Starting with a regular cab, long bed 2008 Dodge 2500, Harris and his team at Armor Inc. went to work stripping down the truck before they could build it back up for race conditions by reducing weight and fabricating a race-worthy suspension. Up front they removed the factory coil spring and shock mounts from the frame and axle then replaced them with new fabricated mounts to integrate a pair of Viking coilover double-adjustable shocks on each side to dial in the suspension to match the track conditions and competition requirements. To locate the axle and keep it solidly locked within its travel they replaced the weak factory control arms with lightweight fabricated chromoly control arms.

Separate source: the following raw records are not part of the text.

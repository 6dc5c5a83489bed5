//! Seeded site placement
//!
//! Two strategies, both deterministic for a given seed:
//! - Uniform: independent uniform samples inside the (inset) boundary
//! - Jittered grid: one site per grid cell, displaced from the cell center
//!   by up to `jitter / 2` of the cell size along each axis
//!
//! The jittered grid gives a much more even spread than uniform sampling
//! and is a cheap alternative to Lloyd relaxation.

use rand::Rng;
use rand::SeedableRng;
use rand_chacha::ChaCha8Rng;

use crate::geometry::{Point, Size};

/// Generate `count` uniformly distributed sites
///
/// Sites fall in `[inset, width - inset] × [inset, height - inset]`.
pub fn uniform_sites(count: usize, boundary: Size, inset: f64, seed: u32) -> Vec<Point> {
    let mut rng = ChaCha8Rng::seed_from_u64(seed as u64);
    let span = Point::new(boundary.width - 2.0 * inset, boundary.height - 2.0 * inset);

    (0..count)
        .map(|_| {
            let u: f64 = rng.gen();
            let v: f64 = rng.gen();
            Point::new(inset + u * span.x, inset + v * span.y)
        })
        .collect()
}

/// Generate one site per cell of a `rows × columns` grid
///
/// Sites are emitted row by row, bottom row first.
pub fn jittered_grid_sites(
    boundary: Size,
    rows: usize,
    columns: usize,
    jitter: f64,
    seed: u32,
) -> Vec<Point> {
    if rows == 0 || columns == 0 {
        return Vec::new();
    }

    let mut rng = ChaCha8Rng::seed_from_u64(seed as u64);
    let step = Point::new(
        boundary.width / columns as f64,
        boundary.height / rows as f64,
    );

    let mut sites = Vec::with_capacity(rows * columns);
    for row in 0..rows {
        for column in 0..columns {
            let center = Point::new(column as f64 + 0.5, row as f64 + 0.5) * step;
            let dx = (rng.gen::<f64>() - 0.5) * jitter;
            let dy = (rng.gen::<f64>() - 0.5) * jitter;
            sites.push(center + Point::new(dx, dy) * step);
        }
    }
    sites
}

#[cfg(test)]
mod tests {
    use super::*;

    #[test]
    fn test_uniform_count_and_bounds() {
        let boundary = Size::new(200.0, 50.0);
        let sites = uniform_sites(500, boundary, 5.0, 42);
        assert_eq!(sites.len(), 500);
        for site in &sites {
            assert!(site.x >= 5.0 && site.x <= 195.0, "x out of range: {}", site.x);
            assert!(site.y >= 5.0 && site.y <= 45.0, "y out of range: {}", site.y);
        }
    }

    #[test]
    fn test_uniform_determinism() {
        let boundary = Size::new(100.0, 100.0);
        let a = uniform_sites(50, boundary, 0.0, 7);
        let b = uniform_sites(50, boundary, 0.0, 7);
        assert_eq!(a, b);
    }

    #[test]
    fn test_uniform_different_seeds() {
        let boundary = Size::new(100.0, 100.0);
        let a = uniform_sites(50, boundary, 0.0, 12345);
        let b = uniform_sites(50, boundary, 0.0, 67890);
        assert!(a.iter().zip(&b).any(|(p, q)| p.distance(*q) > 0.01));
    }

    #[test]
    fn test_grid_without_jitter_is_regular() {
        let sites = jittered_grid_sites(Size::new(40.0, 20.0), 2, 4, 0.0, 1);
        assert_eq!(sites.len(), 8);
        assert_eq!(sites[0], Point::new(5.0, 5.0));
        assert_eq!(sites[3], Point::new(35.0, 5.0));
        assert_eq!(sites[4], Point::new(5.0, 15.0));
    }

    #[test]
    fn test_grid_jitter_stays_in_grid_cell() {
        let boundary = Size::new(100.0, 100.0);
        let sites = jittered_grid_sites(boundary, 10, 10, 1.0, 99);
        for (i, site) in sites.iter().enumerate() {
            let (row, column) = (i / 10, i % 10);
            assert!(site.x >= column as f64 * 10.0 && site.x <= (column + 1) as f64 * 10.0);
            assert!(site.y >= row as f64 * 10.0 && site.y <= (row + 1) as f64 * 10.0);
        }
    }

    #[test]
    fn test_empty_grid() {
        assert!(jittered_grid_sites(Size::new(10.0, 10.0), 0, 3, 0.5, 0).is_empty());
    }
}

Dual steering stabilizers help keep the truck pointed in the right direction at speed. To reduce weight, the front fenders, hood and bumper supports were removed and replace with a fiberglass 1-piece front end and a bumper shell. The hood and bumper are braced to keep
them from deforming at high speeds as Harris rockets down the track.

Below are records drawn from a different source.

//! Page frontmatter generation

/// Clean a title for use inside a double-quoted YAML scalar
///
/// Newlines become spaces and whitespace runs collapse. `\` and `"` are
/// escaped, backslashes first.
pub fn escape_title(title: &str) -> String {
    title
        .split_whitespace()
        .collect::<Vec<_>>()
        .join(" ")
        .replace('\\', "\\\\")
        .replace('"', "\\\"")
}

/// Render the frontmatter block for a page
pub fn render(title: &str, site_name: &str) -> String {
    let title = escape_title(title);
    format!(
        "---\ntitle: \"{title}\"\ndescription: \"{site_name} documentation for {title}\"\n---\n\n"
    )
}

/// Prepend a frontmatter block to a page body
pub fn inject(body: &str, title: &str, site_name: &str) -> String {
    let mut page = render(title, site_name);
    page.push_str(body);
    page
}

In the rear the build team left much of the factory frame (minus several inches at the tail end) but ditched the factory leaf spring suspension setup in favor of a custom-fabricated fourlink design with a diagonal locator bar. Like the front, Harris relies on Viking coilover shocks in the rear to tune the suspension. To save weight they removed the factory steel bed and installed a pair of fiberglass bedsides along with the required bracing and mounts to hold them securely in place as the truck blasts down the drag strip at nearly 170 mph. The rear of the truck is also home to an aluminum fuel cell along with a pair of FASS Titanium fuel pump and filter systems and an Optima Red Top battery. Mounting these in the rear moves the weight rearward and helps with traction to get the truck off the line quicker.
The rear of the truck also helps it to run cooler under stressful racing conditions since the team installed a Mishimoto radiator and a pair of sandwiched BD Diesel transmission coolers in the now-vacant space behind the cab. Both the radiator and transmission coolers use electric fans to pull plenty of air through the cores to keep the engine and transmission cool. A master battery switch is installed at the rear of the truck near the fuel cell and battery to meet safety requirements. The tail end of Harris’ truck is completed with a Stroud parachute to help whoa the truck down from its 170-mph passes at the top end of the drag strip.
Of course, a potent engine is required to compete at the top levels in the diesel world and the one Harris, Reed and the Armor Inc. team built delivers the goods with dyno-proven runs of over 2,000 hp and more than 3,000 lb-ft of torque! The Armor Inc. crew built the engine with parts from D&J Precision Machine to make the stock Cummins into the monster it is today. The Cummins engine is a 6.7L mill from the 2008 truck that has gone under the knife for some serious tweaks that enable it to live at outrageous power levels. A factory Cummins crankshaft swings a set of D&J rods and pistons through the
4.21-inch cylinder bores on a 4.88-inch stroke. A Hamilton Cams camshaft actuates the valves through a set of D&J pushrods. The short block is capped with a factory 6.7L Cummins head that has gone through D&J’S machining, porting and polishing to optimize the airflow in and out of the cylinder head. They also removed the intake shelf and installed a billet aluminum D&J intake manifold.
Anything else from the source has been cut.